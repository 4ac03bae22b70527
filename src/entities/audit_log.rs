use sea_orm::entity::prelude::*;

#[derive(Clone, Debug, PartialEq, DeriveEntityModel, Eq)]
#[sea_orm(table_name = "audit_log")]
pub struct Model {
    #[sea_orm(primary_key, auto_increment = false)]
    pub id: String,

    pub action: String,
    pub message: String,

    pub performed_by: String,
    pub target_entity: String,
    pub target: String,

    pub timestamp: DateTimeWithTimeZone,
}

#[derive(Copy, Clone, Debug, EnumIter, DeriveRelation)]
pub enum Relation {}

impl ActiveModelBehavior for ActiveModel {}
use sea_orm::entity::prelude::*;

#[derive(Clone, Debug, PartialEq, DeriveEntityModel, Eq)]
#[sea_orm(table_name = "refresh_token")]
pub struct Model {
    #[sea_orm(primary_key, auto_increment = false)]
    pub id: String,

    pub user_id: String,

    #[sea_orm(column_type = "Text")]
    pub token: String,

    pub expires_at: DateTimeWithTimeZone,
    pub created_at: DateTimeWithTimeZone,
}

#[derive(Copy, Clone, Debug, EnumIter, DeriveRelation)]
pub enum Relation {}

impl ActiveModelBehavior for ActiveModel {}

----

# TASK ITEM:
Output the data exactly, in full.

# ANSWER TO THE PROBLEM:
repository 4ac03bae22b70527
filename src/entities/audit_log.rs
use sea_orm::entity::prelude::*;

#[derive(Clone, Debug, PartialEq, DeriveEntityModel, Eq)]
#[sea_orm(table_name = "audit_log")]
pub struct Model {
    #[sea_orm(primary_key, auto_increment = false)]
    pub id: String,

    pub action: String,
    pub message: String,

    pub performed_by: String,
    pub target_entity: String,
    pub target: String,

    pub timestamp: DateTimeWithTimeZone,
}

#[derive(Copy, Clone, Debug, EnumIter, DeriveRelation)]
pub enum Relation {}

impl ActiveModelBehavior for ActiveModel {}
use sea_orm::entity::prelude::*;

#[derive(Clone, Debug, PartialEq, DeriveEntityModel, Eq)]
#[sea_orm(table_name = "refresh_token")]
pub struct Model {
    #[sea_orm(primary_key, auto_increment = false)]
    pub id: String,

    pub user_id: String,

    #[sea_orm(column_type = "Text")]
    pub token: String,

    pub expires_at: DateTimeWithTimeZone,
    pub created_at: DateTimeWithTimeZone,
}

#[derive(Copy, Clone, Debug, EnumIter, DeriveRelation)]
pub enum Relation {}

impl ActiveModelBehavior for ActiveModel {}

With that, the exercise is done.